L’avete guardata bene? Bene bene?
Ottimo: perché stamattina ho fatto un’ecografia a Nikolin, che arrivò in Italia su una di quelle barcarole scalcagnate qualcosa come ventidue anni fa. Adesso Nikolin, che ha la mia età, parla un italiano migliore di quello di molti altri italiani, veste alla moda e ha un’educazione che parecchi nostri coetanei, usi a dare del tu a prescindere da qualsiasi altra considerazione basilare, si sognano di notte.
Gli ho detto, commentando le modalità del suo travagliato arrivo: Alla fine siete stati quelli che, tra tutti, si sono integrati meglio.

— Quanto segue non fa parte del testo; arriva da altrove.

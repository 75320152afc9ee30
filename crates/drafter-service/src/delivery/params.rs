use chrono::{DateTime, FixedOffset};
use serde::{Deserialize, Serialize};

use drafter_db::model::draft::{Attachment, CalendarDraft, Draft, DraftPayload, EmailDraft, Recipient};

use crate::draft::validate::check_completeness;
use crate::error::{ServiceError, ServiceResult};

/// Parameters for the external API, one shape per kind of action.
#[derive(Debug, Clone, PartialEq, Eq, Serialize, Deserialize)]
#[serde(tag = "kind", rename_all = "snake_case")]
pub enum DeliveryParams {
    SendNew(SendNewParams),
    Reply(ReplyParams),
    CreateEvent(CreateEventParams),
}

#[derive(Debug, Clone, PartialEq, Eq, Serialize, Deserialize)]
pub struct SendNewParams {
    pub to: Vec<String>,
    pub cc: Vec<String>,
    pub bcc: Vec<String>,
    pub subject: String,
    pub body: String,
    pub attachments: Vec<Attachment>,
}

#[derive(Debug, Clone, PartialEq, Eq, Serialize, Deserialize)]
pub struct ReplyParams {
    /// Provider thread being replied to.
    pub thread_ref: String,
    pub recipient_email: String,
    pub body: String,
    /// Carries any `to` recipients beyond the first, followed by the draft's cc.
    pub cc: Vec<String>,
    pub bcc: Vec<String>,
    pub reply_to_message_id: Option<String>,
}

#[derive(Debug, Clone, PartialEq, Eq, Serialize, Deserialize)]
pub struct CreateEventParams {
    pub summary: String,
    pub start_time: DateTime<FixedOffset>,
    pub end_time: DateTime<FixedOffset>,
    pub attendees: Vec<String>,
    pub location: Option<String>,
    pub description: Option<String>,
}

impl DeliveryParams {
    /// ## Summary
    /// Converts a complete draft into the parameters its provider call needs.
    ///
    /// Emails with a provider thread become replies, other emails become new
    /// sends, and calendar drafts become event creations.
    ///
    /// ## Errors
    /// Returns `Incomplete` with the missing fields when the draft is not
    /// complete.
    pub fn from_draft(draft: &Draft) -> ServiceResult<Self> {
        let completeness = check_completeness(draft);
        if !completeness.is_complete {
            return Err(ServiceError::Incomplete {
                missing_fields: completeness.missing_fields,
            });
        }

        match &draft.payload {
            DraftPayload::Email(email) => match email.gmail_thread_id.as_deref() {
                Some(thread_ref) => reply_params(email, thread_ref),
                None => send_new_params(email),
            },
            DraftPayload::CalendarEvent(event) => create_event_params(event),
        }
    }
}

/// Resolved addresses of `recipients`; placeholders are left out.
fn addresses(field: &'static str, recipients: &[Recipient]) -> Vec<String> {
    recipients
        .iter()
        .filter_map(|r| {
            let address = r.is_resolved().then(|| r.email.clone()).flatten();
            if address.is_none() {
                tracing::warn!(field, name = ?r.name, "Leaving unresolved recipient out of delivery");
            }
            address
        })
        .collect()
}

fn incomplete(field: &'static str) -> ServiceError {
    ServiceError::Incomplete {
        missing_fields: vec![field],
    }
}

fn send_new_params(email: &EmailDraft) -> ServiceResult<DeliveryParams> {
    Ok(DeliveryParams::SendNew(SendNewParams {
        to: addresses("to_emails", &email.to_emails),
        cc: addresses("cc_emails", &email.cc_emails),
        bcc: addresses("bcc_emails", &email.bcc_emails),
        subject: email.subject.clone().ok_or_else(|| incomplete("subject"))?,
        body: email.body.clone().ok_or_else(|| incomplete("body"))?,
        attachments: email.attachments.clone(),
    }))
}

fn reply_params(email: &EmailDraft, thread_ref: &str) -> ServiceResult<DeliveryParams> {
    let mut to = addresses("to_emails", &email.to_emails).into_iter();
    let recipient_email = to.next().ok_or_else(|| incomplete("to_emails"))?;
    let cc = to.chain(addresses("cc_emails", &email.cc_emails)).collect();

    Ok(DeliveryParams::Reply(ReplyParams {
        thread_ref: thread_ref.to_string(),
        recipient_email,
        body: email.body.clone().ok_or_else(|| incomplete("body"))?,
        cc,
        bcc: addresses("bcc_emails", &email.bcc_emails),
        reply_to_message_id: email.reply_to_email_id.clone(),
    }))
}

fn create_event_params(event: &CalendarDraft) -> ServiceResult<DeliveryParams> {
    Ok(DeliveryParams::CreateEvent(CreateEventParams {
        summary: event.summary.clone().ok_or_else(|| incomplete("summary"))?,
        start_time: event.start_time.ok_or_else(|| incomplete("start_time"))?,
        end_time: event.end_time.ok_or_else(|| incomplete("end_time"))?,
        attendees: addresses("attendees", &event.attendees),
        location: event.location.clone(),
        description: event.description.clone(),
    }))
}
//! Email address helpers.
//!
//! ## Summary
//! Syntactic checks only ("local@domain.tld"); no DNS or mailbox validation.

use std::sync::OnceLock;

use regex::Regex;

fn re_address() -> &'static Regex {
    static RE: OnceLock<Regex> = OnceLock::new();
    RE.get_or_init(|| {
        Regex::new(r"^[A-Za-z0-9._%+'\-]+@[A-Za-z0-9\-]+(\.[A-Za-z0-9\-]+)*\.[A-Za-z]{2,}$")
            .unwrap_or_else(|e| unreachable!("address pattern is valid: {e}"))
    })
}

fn re_embedded() -> &'static Regex {
    static RE: OnceLock<Regex> = OnceLock::new();
    RE.get_or_init(|| {
        Regex::new(r"[<(]\s*([^\s<>()]+@[^\s<>()]+)\s*[>)]")
            .unwrap_or_else(|e| unreachable!("embedded address pattern is valid: {e}"))
    })
}

/// Returns true when `value` is a bare address such as `jane@example.com`.
#[must_use]
pub fn is_email_address(value: &str) -> bool {
    re_address().is_match(value.trim())
}

/// Derive a display name from an email address (best-effort).
///
/// Example: "sarah.chen@acme.com" -> "Sarah Chen"
#[must_use]
pub fn name_from_email(email: &str) -> String {
    let local = email.split('@').next().unwrap_or(email);
    local
        .split(['.', '_', '-', '+'])
        .filter(|s| !s.is_empty())
        .map(|s| {
            let mut chars = s.chars();
            match chars.next() {
                Some(c) => c.to_uppercase().collect::<String>() + chars.as_str(),
                None => String::new(),
            }
        })
        .collect::<Vec<_>>()
        .join(" ")
}

/// Splits `"Name <addr>"` or `"Name (addr)"` into its name and address.
///
/// Returns `None` when no bracketed address is present or the bracketed text
/// is not a valid address. The name is `None` when nothing but the address
/// was supplied.
#[must_use]
pub fn split_name_and_address(token: &str) -> Option<(Option<String>, String)> {
    let caps = re_embedded().captures(token)?;
    let whole = caps.get(0)?;
    let address = caps.get(1)?.as_str().trim().to_string();
    if !is_email_address(&address) {
        return None;
    }

    let mut name = String::with_capacity(token.len());
    name.push_str(&token[..whole.start()]);
    name.push(' ');
    name.push_str(&token[whole.end()..]);
    let name = name
        .split_whitespace()
        .collect::<Vec<_>>()
        .join(" ")
        .trim_matches(|c: char| c == '"' || c == '\'' || c == ',' || c.is_whitespace())
        .to_string();

    Some(((!name.is_empty()).then_some(name), address))
}

/// Lowercased address used for de-duplication.
#[must_use]
pub fn normalize_address(email: &str) -> String {
    email.trim().to_ascii_lowercase()
}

Lui ha ribattuto, molto onestamente: Si, ma all’inizio abbiamo fatto anche noi parecchie stupidate. A me viene sempre in mente la metafora dell’uccello in gabbia: siamo rimasti chiusi in gabbia per così tanto tempo, noi albanesi, che una volta usciti abbiamo continuato a sbattere la testa come se ci fossimo ancora dentro.
Io: E poi?
Lui: Poi la maggior parte di noi ha capito che era fuori dalla gabbia, e ha imparato le strade giuste, il modo per non sbattere contro i muri. Altri no, invece, ma per fortuna sono pochi. E poi le mele marce sono dappertutto, non è vero?
Si che è vero, Nikolin: persino nei luoghi più nobili del paese. Anzi, soprattutto là dentro: adesso per colpa loro, a destra e a sinistra e pure a ciò che resta del centro, l’Italia non è più un luogo in grado di accogliere con decenza uno straniero che chieda di lavorare onestamente e guadagnarsi il pane.

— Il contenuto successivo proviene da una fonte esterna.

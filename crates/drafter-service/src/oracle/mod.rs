//! Oracle seam and the three structured-inference contracts built on it.
//!
//! ## Module Organization
//!
//! - `adapter`: Turns oracle text into typed intents and field updates
//! - `http`: OpenAI-compatible chat-completions client
//! - `json`: Locates a JSON object inside free-form model output
//! - `prompt`: System prompts for each contract
//! - `time`: Clock-time detection and timestamp normalization

use async_trait::async_trait;
use serde::{Deserialize, Serialize};
use thiserror::Error;

use crate::conversation::ConversationTurn;

pub mod adapter;
pub mod http;
pub mod json;
pub mod prompt;
pub mod time;

pub use adapter::{CreationIntent, OracleAdapter, UpdateIntent};
pub use http::ChatCompletionsOracle;

/// Which contract a request is for.
#[derive(Debug, Clone, Copy, PartialEq, Eq, Hash, Serialize, Deserialize)]
#[serde(rename_all = "snake_case")]
pub enum PromptKind {
    CreationIntent,
    UpdateIntent,
    FieldUpdate,
}

impl PromptKind {
    #[must_use]
    pub const fn as_str(self) -> &'static str {
        match self {
            Self::CreationIntent => "creation_intent",
            Self::UpdateIntent => "update_intent",
            Self::FieldUpdate => "field_update",
        }
    }
}

#[derive(Debug, Clone, PartialEq, Serialize)]
pub struct OracleRequest {
    pub prompt_kind: PromptKind,
    pub user_message: String,
    pub history: Vec<ConversationTurn>,
    /// Draft summary and contract-specific inputs such as the update category.
    pub context: Option<serde_json::Value>,
}

#[derive(Debug, Error)]
pub enum OracleError {
    #[error("Oracle transport error: {0}")]
    Transport(String),

    #[error("Oracle response error: {0}")]
    Response(String),
}

/// Text-completion collaborator. Implementations must not retry.
#[async_trait]
pub trait Oracle: Send + Sync {
    async fn complete(&self, request: &OracleRequest) -> Result<String, OracleError>;
}
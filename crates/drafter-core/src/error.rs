use thiserror::Error;

/// Errors raised while loading settings or parsing domain names.
#[derive(Error, Debug)]
pub enum CoreError {
    /// A setting is present but unusable, such as an unknown timezone.
    #[error("Configuration error: {0}")]
    ConfigError(String),

    /// A draft type, status or update category name is not recognised.
    #[error("Invalid input: {0}")]
    InvalidInput(String),
}

pub type CoreResult<T> = std::result::Result<T, CoreError>;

È vero, ha detto Nikolin, un po’ amaro. E poi ha continuato: “Io adesso lavoro un po’ anche in Albania. È pieno di italiani che vengono a lavorare a Tirana, lo sa?

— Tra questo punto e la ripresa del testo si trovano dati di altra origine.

//! Free-text recipient resolution.
//!
//! ## Summary
//! Precedence, first match wins:
//! 1. A bare address is used as-is, with a name derived from its local part.
//! 2. An address embedded as `Name <addr>` or `Name (addr)` is used with the
//!    surrounding text as the name. The directory is not consulted.
//! 3. Anything else is looked up in the contact directory. Only a single,
//!    name-consistent hit with an email resolves; everything else becomes a
//!    clarification placeholder.
//!
//! Directory failures degrade to the placeholder. Nothing is dropped: the
//! output always has one record per input token.

use std::sync::Arc;

use drafter_core::util::address::{is_email_address, name_from_email, split_name_and_address};
use drafter_db::model::draft::Recipient;

use super::{ContactDirectory, ContactRecord};

/// Outcome of resolving one recipient reference.
#[derive(Debug, Clone, PartialEq, Eq)]
pub enum ContactResolution {
    Resolved { email: String, name: String },
    NeedsClarification { name: Option<String> },
}

impl From<ContactResolution> for Recipient {
    fn from(resolution: ContactResolution) -> Self {
        match resolution {
            ContactResolution::Resolved { email, name } => {
                Self::resolved(email, (!name.is_empty()).then_some(name))
            }
            ContactResolution::NeedsClarification { name } => Self::needs_clarification(name),
        }
    }
}

pub struct ContactResolver {
    directory: Arc<dyn ContactDirectory>,
    search_limit: usize,
}

fn clean_name(token: &str) -> String {
    token
        .trim()
        .trim_start_matches('@')
        .trim_matches(|c: char| c == '"' || c == '\'' || c == ',' || c == ';')
        .split_whitespace()
        .collect::<Vec<_>>()
        .join(" ")
}

/// Exact (case-insensitive) match, or one name contained in the other.
fn names_agree(query: &str, candidate: &str) -> bool {
    let query = query.to_lowercase();
    let candidate = candidate.trim().to_lowercase();
    !candidate.is_empty() && (candidate == query || candidate.contains(&query) || query.contains(&candidate))
}

impl ContactResolver {
    #[must_use]
    pub fn new(directory: Arc<dyn ContactDirectory>, search_limit: usize) -> Self {
        Self {
            directory,
            search_limit: search_limit.max(2),
        }
    }

    /// ## Summary
    /// Resolves a single recipient reference.
    #[tracing::instrument(skip(self))]
    pub async fn resolve(&self, token: &str) -> ContactResolution {
        let trimmed = token.trim();

        if is_email_address(trimmed) {
            return ContactResolution::Resolved {
                email: trimmed.to_string(),
                name: name_from_email(trimmed),
            };
        }

        if let Some((name, email)) = split_name_and_address(trimmed) {
            let name = name.unwrap_or_else(|| name_from_email(&email));
            return ContactResolution::Resolved { email, name };
        }

        let name = clean_name(trimmed);
        if name.is_empty() {
            tracing::debug!("Empty recipient reference needs clarification");
            return ContactResolution::NeedsClarification { name: None };
        }

        match self.directory.search(&name, self.search_limit).await {
            Ok(candidates) => Self::pick_candidate(&name, &candidates),
            Err(e) => {
                tracing::warn!(error = %e, name = %name, "Contact search failed; asking for clarification");
                ContactResolution::NeedsClarification { name: Some(name) }
            }
        }
    }

    fn pick_candidate(name: &str, candidates: &[ContactRecord]) -> ContactResolution {
        let [candidate] = candidates else {
            tracing::debug!(
                name = %name,
                candidates = candidates.len(),
                "Contact lookup not unique; asking for clarification"
            );
            return ContactResolution::NeedsClarification {
                name: Some(name.to_string()),
            };
        };

        match candidate.email.as_deref().map(str::trim) {
            Some(email) if !email.is_empty() && names_agree(name, &candidate.name) => {
                tracing::debug!(name = %name, email = %email, "Resolved contact from directory");
                ContactResolution::Resolved {
                    email: email.to_string(),
                    name: candidate.name.clone(),
                }
            }
            _ => ContactResolution::NeedsClarification {
                name: Some(name.to_string()),
            },
        }
    }

    /// ## Summary
    /// Resolves every token, preserving order and length.
    pub async fn resolve_all(&self, tokens: &[String]) -> Vec<Recipient> {
        futures::future::join_all(tokens.iter().map(|token| self.resolve(token)))
            .await
            .into_iter()
            .map(Recipient::from)
            .collect()
    }
}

Beh, me lo immagino. E a volte immagino pure le barcarole di italiani, stipati in migliaia dentro navigazioni fatiscenti, che tra qualche tempo cercheranno di guadagnare il porto di Durazzo senza che nessuno gli spari addosso dalla costa.
Perché la storia è una grandissima baldracca, Nikolin, e noi italiani degli stupidi: il meglio che sappiamo produrre, oggi come oggi, sono i giusti motivi per farci contestare la laurea del Trota presa di contrabbando a casa tua.
Magari vi avessimo trattato un po’ meglio, e invece nemmeno quello: insomma, Nikolin, quando sparerai alla mia barcarola, al largo di Durazzo, non avrò niente da ridire. Te lo prometto.